One of four illuminated screens that direct ship traffic in the fairway to Stockholm's Norvik Port was equipped with the fuel cell unit in March. The methanol-powered fuel cell is a backup to the existing solar cell panels that supply the functions of the navigation marker. The pilot is part of the EU Intelligent Sea Project, in which Ports of Stockholm is participating with the Port of Naantali and the Finnish company Artica.
Artica has supplied all four digital smart navigation markers with backlit screens for which Ports of Stockholm is responsible. The navigation markers have a mobile internet connection and can be monitored and controlled remotely.
“This is a great example of how innovative and sustainable solutions are used in modern Stockholm's Norvik Port. By using exciting new technologies from our suppliers, backed by EU funding, we have a climate-smart solution that also contributes to improved safety at sea, ”said Fredrik Lindstål, CEO of Ports of Stockholm.
The illuminated screens, which are the focus of the pilot, are powered by rechargeable batteries connected to solar cells. Solar energy is sufficient in most of Europe and the UK to keep the smart navigation markers running year round. In the Nordic countries with the significantly darker winters, however, this pilot project is developing the possibilities of supporting the markers with methanol fuel cells in times when sunlight does not provide enough energy. While the solar cells can cover the electricity demand in the summer months, the methanol fuel cells cover the additional electricity that is needed to refill the batteries in the dark winter months.
“The methanol fuel cells help to charge the batteries in winter. This enables significantly higher energy consumption than the solar panels can generate on their own, which in turn increases the possibility of using additional devices such as weather stations, cameras and even 5G network connections, ”said Jonas Andersson, Nautical Coordinator at Ports of Stockholm.
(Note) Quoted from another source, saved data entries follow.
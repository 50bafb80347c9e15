//! Element Query
//!
//! querySelectorAll / matches over the arena tree.
//!
//! Supported grammar: type and universal selectors, `#id`, `.class`,
//! `[attr]`, `[attr=value]` (bare or quoted value), the descendant and
//! child (`>`) combinators, and comma-separated selector lists.

use crate::{DomTree, NodeId};

/// Selector parse failure
#[derive(Debug, Clone, PartialEq, Eq, thiserror::Error)]
pub enum SelectorError {
    #[error("empty selector")]
    Empty,
    #[error("invalid selector `{selector}` at offset {offset}: {reason}")]
    Invalid {
        selector: String,
        offset: usize,
        reason: &'static str,
    },
}

/// Simple selector for matching
#[derive(Debug, Clone, PartialEq, Eq)]
pub enum SimpleSelector {
    Universal,
    Tag(String),
    Id(String),
    Class(String),
    Attribute { name: String, value: Option<String> },
}

/// Relationship between two compounds
#[derive(Debug, Clone, Copy, PartialEq, Eq)]
pub enum Combinator {
    /// `a b`
    Descendant,
    /// `a > b`
    Child,
}

/// Sequence of simple selectors applying to one element
#[derive(Debug, Clone, PartialEq, Eq)]
pub struct CompoundSelector {
    pub parts: Vec<SimpleSelector>,
}

/// Compounds joined by combinators; `combinators[i]` sits between
/// `compounds[i]` and `compounds[i + 1]`
#[derive(Debug, Clone, PartialEq, Eq)]
pub struct ComplexSelector {
    pub compounds: Vec<CompoundSelector>,
    pub combinators: Vec<Combinator>,
}

/// Comma-separated selector list
#[derive(Debug, Clone, PartialEq, Eq)]
pub struct Selector {
    pub alternatives: Vec<ComplexSelector>,
}

impl Selector {
    /// Parse a selector list
    pub fn parse(text: &str) -> Result<Self, SelectorError> {
        if text.trim().is_empty() {
            return Err(SelectorError::Empty);
        }
        Parser::new(text).parse_list()
    }

    /// Check if an element matches any alternative
    pub fn matches(&self, tree: &DomTree, id: NodeId) -> bool {
        self.alternatives.iter().any(|complex| complex.matches(tree, id))
    }
}

impl ComplexSelector {
    pub fn matches(&self, tree: &DomTree, id: NodeId) -> bool {
        match self.compounds.len() {
            0 => false,
            n => self.matches_from(tree, id, n - 1),
        }
    }

    fn matches_from(&self, tree: &DomTree, id: NodeId, index: usize) -> bool {
        if !self.compounds[index].matches(tree, id) {
            return false;
        }
        if index == 0 {
            return true;
        }
        match self.combinators[index - 1] {
            Combinator::Child => tree
                .parent(id)
                .is_some_and(|parent| self.matches_from(tree, parent, index - 1)),
            Combinator::Descendant => {
                let mut ancestor = tree.parent(id);
                while let Some(candidate) = ancestor {
                    if self.matches_from(tree, candidate, index - 1) {
                        return true;
                    }
                    ancestor = tree.parent(candidate);
                }
                false
            }
        }
    }
}

impl CompoundSelector {
    pub fn matches(&self, tree: &DomTree, id: NodeId) -> bool {
        let Some(elem) = tree.element(id) else {
            return false;
        };
        self.parts.iter().all(|part| match part {
            SimpleSelector::Universal => true,
            SimpleSelector::Tag(tag) => elem.tag.eq_ignore_ascii_case(tag),
            SimpleSelector::Id(id) => elem.id() == Some(id.as_str()),
            SimpleSelector::Class(class) => elem.has_class(class),
            SimpleSelector::Attribute { name, value } => match value {
                Some(expected) => elem.get_attr(name) == Some(expected.as_str()),
                None => elem.has_attr(name),
            },
        })
    }
}

impl DomTree {
    /// All elements under `root` (exclusive) matching `selector`, in
    /// document order
    pub fn select(&self, root: NodeId, selector: &Selector) -> Vec<NodeId> {
        self.descendants(root)
            .filter(|&id| selector.matches(self, id))
            .collect()
    }

    /// `root.querySelectorAll(selectors)`
    pub fn query_selector_all(&self, root: NodeId, selectors: &str) -> Result<Vec<NodeId>, SelectorError> {
        let selector = Selector::parse(selectors)?;
        Ok(self.select(root, &selector))
    }

    /// `root.querySelector(selectors)`
    pub fn query_selector(&self, root: NodeId, selectors: &str) -> Result<Option<NodeId>, SelectorError> {
        let selector = Selector::parse(selectors)?;
        Ok(self.descendants(root).find(|&id| selector.matches(self, id)))
    }

    /// `el.matches(selectors)`
    pub fn matches(&self, id: NodeId, selectors: &str) -> Result<bool, SelectorError> {
        Ok(Selector::parse(selectors)?.matches(self, id))
    }
}

struct Parser<'a> {
    source: &'a str,
    chars: Vec<char>,
    pos: usize,
}

impl<'a> Parser<'a> {
    fn new(source: &'a str) -> Self {
        Self { source, chars: source.chars().collect(), pos: 0 }
    }

    fn error(&self, reason: &'static str) -> SelectorError {
        SelectorError::Invalid {
            selector: self.source.to_string(),
            offset: self.pos,
            reason,
        }
    }

    fn peek(&self) -> Option<char> {
        self.chars.get(self.pos).copied()
    }

    fn bump(&mut self) -> Option<char> {
        let c = self.peek()?;
        self.pos += 1;
        Some(c)
    }

    /// Skip whitespace, reporting whether any was consumed
    fn skip_ws(&mut self) -> bool {
        let start = self.pos;
        while self.peek().is_some_and(char::is_whitespace) {
            self.pos += 1;
        }
        self.pos != start
    }

    fn parse_list(&mut self) -> Result<Selector, SelectorError> {
        let mut alternatives = Vec::new();
        loop {
            self.skip_ws();
            alternatives.push(self.parse_complex()?);
            self.skip_ws();
            match self.bump() {
                None => break,
                Some(',') => continue,
                Some(_) => return Err(self.error("expected `,`")),
            }
        }
        Ok(Selector { alternatives })
    }

    fn parse_complex(&mut self) -> Result<ComplexSelector, SelectorError> {
        let mut compounds = vec![self.parse_compound()?];
        let mut combinators = Vec::new();
        loop {
            let had_ws = self.skip_ws();
            let combinator = match self.peek() {
                None | Some(',') => break,
                Some('>') => {
                    self.pos += 1;
                    self.skip_ws();
                    Combinator::Child
                }
                Some(_) if had_ws => Combinator::Descendant,
                Some(_) => return Err(self.error("unexpected character")),
            };
            combinators.push(combinator);
            compounds.push(self.parse_compound()?);
        }
        Ok(ComplexSelector { compounds, combinators })
    }

    fn parse_compound(&mut self) -> Result<CompoundSelector, SelectorError> {
        let mut parts = Vec::new();
        match self.peek() {
            Some('*') => {
                self.pos += 1;
                parts.push(SimpleSelector::Universal);
            }
            Some(c) if is_ident_char(c) => {
                parts.push(SimpleSelector::Tag(self.parse_ident()?.to_ascii_lowercase()));
            }
            _ => {}
        }
        loop {
            match self.peek() {
                Some('#') => {
                    self.pos += 1;
                    parts.push(SimpleSelector::Id(self.parse_ident()?));
                }
                Some('.') => {
                    self.pos += 1;
                    parts.push(SimpleSelector::Class(self.parse_ident()?));
                }
                Some('[') => {
                    self.pos += 1;
                    parts.push(self.parse_attribute()?);
                }
                _ => break,
            }
        }
        if parts.is_empty() {
            return Err(self.error("expected selector"));
        }
        Ok(CompoundSelector { parts })
    }

    fn parse_attribute(&mut self) -> Result<SimpleSelector, SelectorError> {
        self.skip_ws();
        let name = self.parse_ident()?;
        self.skip_ws();
        let value = if self.peek() == Some('=') {
            self.pos += 1;
            self.skip_ws();
            let value = match self.peek() {
                Some(quote @ ('"' | '\'')) => {
                    self.pos += 1;
                    let mut value = String::new();
                    loop {
                        match self.bump() {
                            Some(c) if c == quote => break,
                            Some(c) => value.push(c),
                            None => return Err(self.error("unterminated string")),
                        }
                    }
                    value
                }
                _ => self.parse_ident()?,
            };
            self.skip_ws();
            Some(value)
        } else {
            None
        };
        if self.bump() != Some(']') {
            return Err(self.error("expected `]`"));
        }
        Ok(SimpleSelector::Attribute { name, value })
    }

    fn parse_ident(&mut self) -> Result<String, SelectorError> {
        let start = self.pos;
        while self.peek().is_some_and(is_ident_char) {
            self.pos += 1;
        }
        if start == self.pos {
            return Err(self.error("expected identifier"));
        }
        Ok(self.chars[start..self.pos].iter().collect())
    }
}

fn is_ident_char(c: char) -> bool {
    c.is_alphanumeric() || c == '-' || c == '_' || !c.is_ascii()
}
The small fuel cells have been on the market for several years, for example as a backup solution for telecommunication systems and weather stations in remote locations as well as for private use in boats and mobile homes. The fact that the process is not more widespread in the maritime context may be due to the fact that the salt in seawater has a corrosive effect. To mitigate this, Artica has developed a filtered ventilation system which is now being tested in the navigation marker of Stockholm's port of Norvik.
The EU Intelligent Sea Project runs from 2018 to 2022. The project is funded by an EU grant from the Connecting Europe Facility (CEF) program.